AuthRailAuthRail

Core Concepts

How AuthRail evaluates middleware.


AuthRail is built on three pillars: Rails, Context, and Decisions. Understanding these is key to mastering the system.


1. The Rail

A Rail is an immutable pipeline of authorization checks. It represents a single specific "path" of permission logic (e.g., "Admin Rail", "Billing Rail", "Public API Rail").

Think of it like a security checkpoint at an airport: Each person (context) must pass through a sequence of scanners (middleware). If any scanner detects an issue, the person is either turned away or redirected to a secondary check.

Creating a Rail
import { createRail } from "authrail";

export const billingRail = createRail("billing", [
  requireAuth("/login"),
  requireSubscription(),
  allowIf((ctx) => ctx.user.canManageBilling),
]);

Key Characteristics:

  • Sequential: Middleware is executed strictly in the order provided in the array.
  • Micro-evaluation: Execution stops the moment a deny or redirect is encountered.
  • Traceable: With debug: true, you can observe exactly where a context was halted.

2. The Context

The Context is the "data envelope" that carries all the information needed to make a decision. AuthRail is unique because it doesn't force a specific context structure—you define it.

Defining Context
type AppContext = {
  user: User | null;         // Authentication state
  resource?: Document;       // The thing being accessed
  environment: "dev" | "prod"; // System state
  ipAddress: string;         // Request metadata
};

Immutability & Enrichment

While the initial context you provide is treated as read-only by most middleware, AuthRail supports context enrichment. A middleware can return a context object which will be shallow-merged with the original context for all subsequent middleware in the rail.

This is powerful for patterns like:

  • Fetching user permissions once and attaching them to the context.
  • Resolving a resource ID into a full object for later checks.

3. The Decision

The Decision is the final verdict of a rail evaluation. Unlike boolean-based systems, AuthRail provides structured intent.

Decision Types
type Decision = 
  | { type: "allow" }                     // Everything passed
  | { type: "deny", message?: string }     // Blocked locally
  | { type: "redirect", to: string };      // Instruction to move elsewhere

Result Object

When you call rail.evaluate(context), you receive a Result object:

Evaluation Result
const { decision, context, name } = await adminRail.evaluate(ctx);
  • decision: The final result (allow, deny, or redirect).
  • context: The final enriched context (including any data added by middleware).
  • name: The name of the rail (useful for logging and telemetry).

Execution Dynamics

1. Strict Sequential Order

Middleware runs strictly in the order you define. There is no parallel execution, and there are no reorderings. This ensures that a requireAuth check always runs before a requireRole check, preventing "undefined" errors when accessing ctx.user.role.
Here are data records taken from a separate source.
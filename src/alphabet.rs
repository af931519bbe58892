/// Symbol alphabets recognized by sidecar entries
///
/// Purely informational: the virtualization core moves raw bytes and never
/// consults the alphabet, but records carry one so consumers can interpret
/// and validate the symbols they read.
#[derive(Debug, Clone, Copy, PartialEq, Eq, Hash, Default)]
pub enum Alphabet {
    #[default]
    Dna,
    Rna,
    Protein,
}

impl Alphabet {
    /// Canonical display name, as stored alongside records
    #[must_use]
    pub fn name(&self) -> &'static str {
        match self {
            Self::Dna => "DNA",
            Self::Rna => "RNA",
            Self::Protein => "Protein",
        }
    }

    /// Resolves an alphabet from its display name, case-insensitively.
    #[must_use]
    pub fn from_name(name: &str) -> Option<Self> {
        match name.to_ascii_uppercase().as_str() {
            "DNA" => Some(Self::Dna),
            "RNA" => Some(Self::Rna),
            "PROTEIN" => Some(Self::Protein),
            _ => None,
        }
    }

    /// Single-byte code used in the serialized sidecar form
    #[must_use]
    pub(crate) fn code(self) -> u8 {
        match self {
            Self::Dna => 0,
            Self::Rna => 1,
            Self::Protein => 2,
        }
    }

    pub(crate) fn from_code(code: u8) -> Option<Self> {
        match code {
            0 => Some(Self::Dna),
            1 => Some(Self::Rna),
            2 => Some(Self::Protein),
            _ => None,
        }
    }

    /// Whether `symbol` is a member of the alphabet (case-insensitive,
    /// including the ambiguity placeholder and the gap symbol).
    #[must_use]
    pub fn contains(&self, symbol: u8) -> bool {
        let upper = symbol.to_ascii_uppercase();
        match self {
            Self::Dna => matches!(upper, b'A' | b'C' | b'G' | b'T' | b'N' | b'-'),
            Self::Rna => matches!(upper, b'A' | b'C' | b'G' | b'U' | b'N' | b'-'),
            Self::Protein => upper == b'-' || upper == b'X' || AMINO_ACIDS.contains(&upper),
        }
    }

    /// Looks up the display character for a symbol byte, or `None` when the
    /// byte is not a member of the alphabet.
    #[must_use]
    pub fn lookup(&self, symbol: u8) -> Option<char> {
        if self.contains(symbol) {
            Some(symbol.to_ascii_uppercase() as char)
        } else {
            None
        }
    }
}

/// The 20 standard amino acid codes
const AMINO_ACIDS: [u8; 20] = [
    b'A', b'R', b'N', b'D', b'C', b'Q', b'E', b'G', b'H', b'I', b'L', b'K', b'M', b'F', b'P', b'S',
    b'T', b'W', b'Y', b'V',
];

#[cfg(test)]
mod tests {
    use super::*;

    #[test]
    fn name_round_trip() {
        for alphabet in [Alphabet::Dna, Alphabet::Rna, Alphabet::Protein] {
            assert_eq!(Alphabet::from_name(alphabet.name()), Some(alphabet));
            assert_eq!(Alphabet::from_code(alphabet.code()), Some(alphabet));
        }
        assert_eq!(Alphabet::from_name("dna"), Some(Alphabet::Dna));
        assert_eq!(Alphabet::from_name("unknown"), None);
        assert_eq!(Alphabet::from_code(9), None);
    }

    #[test]
    fn membership() {
        assert!(Alphabet::Dna.contains(b'a'));
        assert!(Alphabet::Dna.contains(b'N'));
        assert!(!Alphabet::Dna.contains(b'U'));
        assert!(Alphabet::Rna.contains(b'U'));
        assert!(!Alphabet::Rna.contains(b'T'));
        assert!(Alphabet::Protein.contains(b'W'));
        assert!(!Alphabet::Protein.contains(b'B'));
        assert_eq!(Alphabet::Dna.lookup(b'g'), Some('G'));
        assert_eq!(Alphabet::Dna.lookup(b'Z'), None);
    }
}
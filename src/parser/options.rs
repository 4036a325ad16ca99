//! HTML conversion options.

/// Options for converting HTML fragments into blocks.
#[derive(Debug, Clone, Default)]
pub struct ParseOptions {
    /// What to do with top-level tags that have no dedicated conversion
    pub unknown_tags: UnknownTagMode,

    /// What to do with inline tags other than bold and italic
    pub unknown_inline: UnknownInlineMode,
}

impl ParseOptions {
    /// Create new parse options with defaults.
    pub fn new() -> Self {
        Self::default()
    }

    /// Set the unknown top-level tag mode.
    pub fn with_unknown_tags(mut self, mode: UnknownTagMode) -> Self {
        self.unknown_tags = mode;
        self
    }

    /// Skip unknown top-level tags (paper exporter behavior).
    pub fn skip_unknown_tags(mut self) -> Self {
        self.unknown_tags = UnknownTagMode::Skip;
        self
    }

    /// Set the unknown inline tag mode.
    pub fn with_unknown_inline(mut self, mode: UnknownInlineMode) -> Self {
        self.unknown_inline = mode;
        self
    }

    /// Keep the text of unknown inline tags as plain runs.
    pub fn flatten_inline(mut self) -> Self {
        self.unknown_inline = UnknownInlineMode::Flatten;
        self
    }
}

/// Handling of top-level tags without a dedicated conversion.
#[derive(Debug, Clone, Copy, PartialEq, Eq, Default)]
pub enum UnknownTagMode {
    /// Emit the trimmed text content as a paragraph
    #[default]
    TextContent,
    /// Drop the node
    Skip,
}

/// Handling of inline tags other than `strong`/`b` and `em`/`i`.
#[derive(Debug, Clone, Copy, PartialEq, Eq, Default)]
pub enum UnknownInlineMode {
    /// Drop the tag and its text
    #[default]
    Drop,
    /// Descend into the tag and keep its runs
    Flatten,
}

#[cfg(test)]
mod tests {
    use super::*;

    #[test]
    fn test_parse_options_builder() {
        let options = ParseOptions::new().skip_unknown_tags().flatten_inline();

        assert_eq!(options.unknown_tags, UnknownTagMode::Skip);
        assert_eq!(options.unknown_inline, UnknownInlineMode::Flatten);
    }

    #[test]
    fn test_default_options() {
        let options = ParseOptions::default();
        assert_eq!(options.unknown_tags, UnknownTagMode::TextContent);
        assert_eq!(options.unknown_inline, UnknownInlineMode::Drop);
    }
}
//! Error types for reviewdoc library.

use std::io;
use thiserror::Error;

/// Result type alias for reviewdoc operations.
pub type Result<T> = std::result::Result<T, Error>;

/// Error types that can occur while exporting documents.
#[derive(Error, Debug)]
pub enum Error {
    /// I/O error when reading or writing files.
    #[error("I/O error: {0}")]
    Io(#[from] io::Error),

    /// The OOXML package (zip container) could not be written.
    #[error("Package error: {0}")]
    Package(String),

    /// Entity JSON could not be read or a JSON payload could not be built.
    #[error("JSON error: {0}")]
    Json(#[from] serde_json::Error),

    /// An image could not be fetched through the proxy.
    #[error("Image fetch error: {0}")]
    ImageFetch(String),

    /// Image bytes are not in a format the exporters can embed.
    #[error("Unsupported image format")]
    UnsupportedImage,

    /// The caller supplied input that cannot be exported.
    #[error("Invalid input: {0}")]
    InvalidInput(String),
}

impl From<zip::result::ZipError> for Error {
    fn from(err: zip::result::ZipError) -> Self {
        match err {
            zip::result::ZipError::Io(e) => Error::Io(e),
            _ => Error::Package(err.to_string()),
        }
    }
}

#[cfg(feature = "proxy")]
impl From<reqwest::Error> for Error {
    fn from(err: reqwest::Error) -> Self {
        Error::ImageFetch(err.to_string())
    }
}

#[cfg(test)]
mod tests {
    use super::*;

    #[test]
    fn test_error_display() {
        let err = Error::UnsupportedImage;
        assert_eq!(err.to_string(), "Unsupported image format");

        let err = Error::InvalidInput("no columns".to_string());
        assert_eq!(err.to_string(), "Invalid input: no columns");
    }

    #[test]
    fn test_io_error_conversion() {
        let io_err = io::Error::new(io::ErrorKind::NotFound, "file not found");
        let err: Error = io_err.into();
        assert!(matches!(err, Error::Io(_)));
    }

    #[test]
    fn test_zip_error_conversion() {
        let err: Error = zip::result::ZipError::FileNotFound.into();
        assert!(matches!(err, Error::Package(_)));
    }
}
2. Micro-Evaluation (Fast-Fail)

The moment a middleware returns a deny or redirect, the rail stops. No further middleware functions are called. This saves resources and ensures that potentially expensive permission checks aren't performed if the user is already blocked.

3. Default Allow

If the context makes it to the end of the rail without any middleware returning a blocking decision, the rail returns allow. This follows the principle of "composition of constraints"—you list what checks must pass, and if they all do, access is granted.


The Big Picture: How they interact

  1. Define a Rail with a set of Middleware.
  2. Assemble a Context based on the current request or user session.
  3. Evaluate the Rail with that Context.
  4. Execute your application logic based on the resulting Decision.

By keeping these concerns separate, AuthRail ensures that your authorization logic remains testable, reusable, and perfectly predictable.